Another important aspect to consider when building a calendar is the first day of the week: This is also something that differs across countries and cultures. Some start the week on a Monday, others on a Sunday. And when you build a calender UI, you need to generate the right layout, otherwise people may book hotels, flights or car rentals on the wrong days. For instance, somebody may want to book a car for a Saturday, but as a German looks for the sixth column in your calendar and then books a car on a Friday.
Date localisation has even more fascinating aspects, such as different calendar systems, many of which are still being used as alternatives to the common Gregorian calendar.
Layout and Spacing
When you create a multilingual application, you also need to be aware that messages in many languages need more space than their English equivalent. For example, see the expression “Good bye” in different languages:
Language | Expression |
---|---|
English | Good bye |
German | Auf Wiedersehen |
French | Au Revoir |
Czech | Na shledanou |
Lithuanian | Iki pasimatymo |
As you see, English is by far the shortest, German being almost twice as long. You need to keep this in mind when doing your screen design: Leave enough space for long words in other languages.
Non-latin Scripts
There are two other aspects that you need to be aware of when using non-latin scripts:
Font support: Depending on your target audience, you need to make sure the font and it’s variants (bold, italic, etc.) support non-latin characters. Attention: Even if the font itself supports these characters, your font file might be using a subset.
Direction: Some scripts go from right to left (RTL), rather than left-to-right (LTR) as most European languages. If your target audience uses one of the RTL scripts, you need to make sure that your entire screen design is laid out to present the contents and UI elements properly.
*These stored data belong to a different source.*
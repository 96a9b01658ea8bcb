//! Guide Pipeline - 질문 처리 파이프라인
//!
//! 분류 -> 검색 -> 컨텍스트 구성 -> 생성 -> 세션 갱신의 전체 흐름.
//! 파이프라인은 전송 계층에 절대 Err를 반환하지 않습니다.
//! 모든 실패는 사용자용 포르투갈어 메시지로 변환됩니다.

use std::sync::Arc;
use std::time::Duration;

use crate::classifier::{Classification, Label, QueryClassifier};
use crate::config::CapabilitySet;
use crate::error::GuideError;
use crate::knowledge::{PassageRetriever, RetrievedPassage};
use crate::llm::{ChatMessage, ChatOptions, ChatProvider};
use crate::maps::{MapCandidate, MapIndex, DEFAULT_MAP_TOP_K};
use crate::session::{ChatHistory, Role, SessionManager};
use crate::weather::{answer_weather, WeatherProvider};

/// 텍스트 패시지 검색 수
const TEXT_TOP_K: usize = 5;

/// 생성 재시도 전 대기 시간
const RETRY_BACKOFF: Duration = Duration::from_millis(1500);

/// geral 도메인 시스템 프롬프트
const GERAL_PROMPT: &str = "\
Você é um guia virtual do Parque Nacional da Tijuca, no Rio de Janeiro.
Responda em português, de forma clara e acolhedora.

Use APENAS as informações do contexto abaixo para responder.
Se a informação não estiver no contexto, diga que não encontrou essa \
informação nos documentos do parque.
Cite a fonte quando possível.

Contexto:
{context}";

/// trilhas 도메인 시스템 프롬프트
const TRILHAS_PROMPT: &str = "\
Você é um guia de trilhas do Parque Nacional da Tijuca, no Rio de Janeiro.
Responda em português, com orientações práticas e seguras.

Use APENAS as informações do contexto abaixo para responder.
Se houver mapas disponíveis no contexto, mencione-os ao final da resposta.
Se a informação não estiver no contexto, diga que não encontrou essa \
informação nos documentos do parque.

Contexto:
{context}";

// 사용자용 실패 메시지
const MSG_KB_EMPTY: &str = "Desculpe, a base de conhecimento do parque ainda não \
foi carregada. Peça ao administrador para executar a ingestão de documentos.";
const MSG_GENERATION_FAILED: &str = "Desculpe, não consegui gerar uma resposta \
no momento. Tente novamente em alguns instantes.";
const MSG_NO_GENERATION_KEY: &str = "O serviço de respostas não está configurado \
(chave de API ausente). Contate o administrador.";
const MSG_NO_WEATHER: &str = "A consulta de clima não está disponível no momento \
(serviço não configurado).";
const MSG_WEATHER_FAILED: &str = "Não foi possível consultar o clima agora. \
Tente novamente em alguns instantes.";

// ============================================================================
// Types
// ============================================================================

/// 답변이 근거로 삼은 패시지 출처
#[derive(Debug, Clone, PartialEq, Eq)]
pub struct Citation {
    /// 원본 파일명
    pub source_file: String,
    /// 파일 내 순번
    pub part_index: i32,
}

/// 구조화된 응답
///
/// 전송 계층(CLI 등)은 이 구조체만 보고 표시를 결정합니다.
#[derive(Debug, Clone)]
pub struct GuideReply {
    /// 분류된 도메인
    pub label: Label,
    /// 분류가 geral로 폴백되었는지
    pub defaulted_label: bool,
    /// 사용자에게 보여줄 답변 텍스트
    pub answer: String,
    /// 근거 패시지 출처 (clima는 항상 빈 벡터)
    pub citations: Vec<Citation>,
    /// 지도 후보 (trilhas에서만 비어 있지 않을 수 있음)
    pub map_candidates: Vec<MapCandidate>,
}

impl GuideReply {
    fn degraded(classification: Classification, answer: impl Into<String>) -> Self {
        Self {
            label: classification.label,
            defaulted_label: classification.defaulted,
            answer: answer.into(),
            citations: Vec::new(),
            map_candidates: Vec::new(),
        }
    }
}

// ============================================================================
// Guide
// ============================================================================

/// 공원 가이드 파이프라인
///
/// 모든 협력 서비스는 생성 시점에 주입됩니다.
pub struct Guide {
    classifier: QueryClassifier,
    llm: Arc<dyn ChatProvider>,
    retriever: Arc<PassageRetriever>,
    maps: Arc<MapIndex>,
    weather: Option<Arc<dyn WeatherProvider>>,
    sessions: SessionManager,
    capabilities: CapabilitySet,
}

impl Guide {
    pub fn new(
        llm: Arc<dyn ChatProvider>,
        retriever: Arc<PassageRetriever>,
        maps: Arc<MapIndex>,
        weather: Option<Arc<dyn WeatherProvider>>,
        capabilities: CapabilitySet,
    ) -> Self {
        Self {
            classifier: QueryClassifier::new(llm.clone()),
            llm,
            retriever,
            maps,
            weather,
            sessions: SessionManager::new(),
            capabilities,
        }
    }

    /// 세션 초기화
    pub async fn reset_session(&self, session_id: &str) {
        self.sessions.reset(session_id).await;
    }

    /// 질문 처리 (전수 함수)
    ///
    /// 어떤 내부 실패든 사용자용 메시지가 담긴 GuideReply로 변환됩니다.
    /// 실패한 턴은 세션 히스토리에 기록되지 않습니다.
    pub async fn process_query(&self, session_id: &str, question: &str) -> GuideReply {
        // 같은 세션의 턴이 섞이지 않도록 락을 턴 전체 동안 유지
        let history = self.sessions.session(session_id).await;
        let mut history = history.lock().await;

        let classification = self.classifier.classify(question).await;
        tracing::info!(
            "Processing query: label={} defaulted={}",
            classification.label,
            classification.defaulted
        );

        match classification.label {
            Label::Clima => self.handle_weather(&mut history, question, classification).await,
            Label::Trilhas => self.handle_trails(&mut history, question, classification).await,
            Label::Geral => self.handle_general(&mut history, question, classification).await,
        }
    }

    // ------------------------------------------------------------------
    // Domain handlers
    // ------------------------------------------------------------------

    async fn handle_weather(
        &self,
        history: &mut ChatHistory,
        question: &str,
        classification: Classification,
    ) -> GuideReply {
        let Some(provider) = &self.weather else {
            return GuideReply::degraded(classification, MSG_NO_WEATHER);
        };

        let answer = match answer_weather(provider.as_ref(), question).await {
            Ok(answer) => answer,
            Err(e) => {
                tracing::warn!("Weather lookup failed: {}", e);
                return GuideReply::degraded(classification, MSG_WEATHER_FAILED);
            }
        };

        history.append(Role::User, question);
        history.append(Role::Assistant, &answer);

        GuideReply {
            label: classification.label,
            defaulted_label: classification.defaulted,
            answer,
            citations: Vec::new(),
            map_candidates: Vec::new(),
        }
    }

    async fn handle_trails(
        &self,
        history: &mut ChatHistory,
        question: &str,
        classification: Classification,
    ) -> GuideReply {
        // 패시지 검색과 지도 스코어링을 동시에 수행
        let (passages, maps) = tokio::join!(
            self.retriever.retrieve_top_k(question, TEXT_TOP_K),
            self.score_maps(question),
        );

        let passages = match passages {
            Ok(p) => p,
            Err(e) => return self.degraded_retrieval(classification, e),
        };

        // 지도 인덱스 문제는 턴을 중단시키지 않음
        let map_candidates = maps.unwrap_or_else(|e| {
            tracing::warn!("Map scoring failed: {}", e);
            Vec::new()
        });

        let context = compose_context(&passages, &map_candidates);
        let system_prompt = TRILHAS_PROMPT.replace("{context}", &context);

        self.generate_reply(
            history,
            question,
            classification,
            &system_prompt,
            &passages,
            map_candidates,
        )
        .await
    }

    async fn handle_general(
        &self,
        history: &mut ChatHistory,
        question: &str,
        classification: Classification,
    ) -> GuideReply {
        let passages = match self.retriever.retrieve_top_k(question, TEXT_TOP_K).await {
            Ok(p) => p,
            Err(e) => return self.degraded_retrieval(classification, e),
        };

        let context = compose_context(&passages, &[]);
        let system_prompt = GERAL_PROMPT.replace("{context}", &context);

        self.generate_reply(
            history,
            question,
            classification,
            &system_prompt,
            &passages,
            Vec::new(),
        )
        .await
    }

    // ------------------------------------------------------------------
    // Internals
    // ------------------------------------------------------------------

    async fn score_maps(&self, question: &str) -> Result<Vec<MapCandidate>, GuideError> {
        self.maps.score_candidates(question, DEFAULT_MAP_TOP_K)
    }

    fn degraded_retrieval(
        &self,
        classification: Classification,
        error: GuideError,
    ) -> GuideReply {
        tracing::warn!("Retrieval unavailable: {}", error);
        GuideReply::degraded(classification, MSG_KB_EMPTY)
    }

    /// 컨텍스트가 준비된 상태에서 답변 생성 및 세션 기록
    ///
    /// 성공한 턴만 히스토리에 기록됩니다.
    async fn generate_reply(
        &self,
        history: &mut ChatHistory,
        question: &str,
        classification: Classification,
        system_prompt: &str,
        passages: &[RetrievedPassage],
        map_candidates: Vec<MapCandidate>,
    ) -> GuideReply {
        if !self.capabilities.generation {
            return GuideReply::degraded(classification, MSG_NO_GENERATION_KEY);
        }

        let snapshot = history.snapshot();

        let mut messages = Vec::with_capacity(snapshot.len() + 2);
        messages.push(ChatMessage::system(system_prompt));
        for turn in &snapshot {
            messages.push(match turn.role {
                Role::User => ChatMessage::user(&turn.content),
                Role::Assistant => ChatMessage::assistant(&turn.content),
            });
        }
        messages.push(ChatMessage::user(question));

        let answer = match self.chat_with_retry(&messages).await {
            Ok(answer) => answer,
            Err(e) => {
                tracing::error!("Answer generation failed: {}", e);
                return GuideReply::degraded(classification, MSG_GENERATION_FAILED);
            }
        };

        history.append(Role::User, question);
        history.append(Role::Assistant, &answer);

        GuideReply {
            label: classification.label,
            defaulted_label: classification.defaulted,
            answer,
            citations: passages
                .iter()
                .map(|p| Citation {
                    source_file: p.source_file.clone(),
                    part_index: p.part_index,
                })
                .collect(),
            map_candidates,
        }
    }

    /// 생성 호출 (일시 장애 대비 1회 재시도)
    async fn chat_with_retry(&self, messages: &[ChatMessage]) -> Result<String, GuideError> {
        match self.llm.chat(messages, ChatOptions::for_answering()).await {
            Ok(answer) => Ok(answer),
            Err(first) => {
                tracing::warn!("Generation attempt failed, retrying: {}", first);
                tokio::time::sleep(RETRY_BACKOFF).await;
                self.llm.chat(messages, ChatOptions::for_answering()).await
            }
        }
    }
}

// ============================================================================
// Context composition
// ============================================================================

/// 검색 결과를 프롬프트 컨텍스트로 구성
///
/// 패시지는 `[Fonte: 파일 - Parte N]` 헤더와 함께 이어 붙이고,
/// 지도 후보가 있으면 목록 블록을 덧붙입니다.
fn compose_context(passages: &[RetrievedPassage], map_candidates: &[MapCandidate]) -> String {
    let mut blocks: Vec<String> = passages
        .iter()
        .map(|p| {
            format!(
                "[Fonte: {} - Parte {}]\n{}",
                p.source_file, p.part_index, p.text
            )
        })
        .collect();

    if !map_candidates.is_empty() {
        let mut lines = vec!["Mapas disponíveis:".to_string()];
        for (i, c) in map_candidates.iter().enumerate() {
            lines.push(format!(
                "{}. {} (Página {}) - Score: {}",
                i + 1,
                c.display_name,
                c.page_number,
                c.relevance_score
            ));
        }
        blocks.push(lines.join("\n"));
    }

    blocks.join("\n\n")
}

// ============================================================================
// Tests
// ============================================================================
Therefore you need to check carefully if everything is being displayed properly. Ideally, this is being done by a native speaker.
Now to Localise Your Own Projects!
In this article, you have learnt many things you need to know about localisation and now you can apply it to own projects.
Before you start, you might want to try the following things with the demo code:
- Add new messages to the web component and make them appear in the PO catalog.
- Translate them in the message catalog and compile them into the translation table. (If you don’t know the target language, you can as well enter some gibberish.)
- Add a new language to the
package.json
and add a new toggle button to the web component. - Create more source files with translatable message and add them to the
package.json
.
We will not cover in detail how to integrate the @lxg/l10n
library into your own project; it is well documented, and you can use the l10n-demo
project as a reference. It should also be noted that there are multiple alternative libraries available, in case you have different needs.
The result will be an application that can be used by a much larger target audience than you originally were able to address! So, the effort is definitely worth the outcome.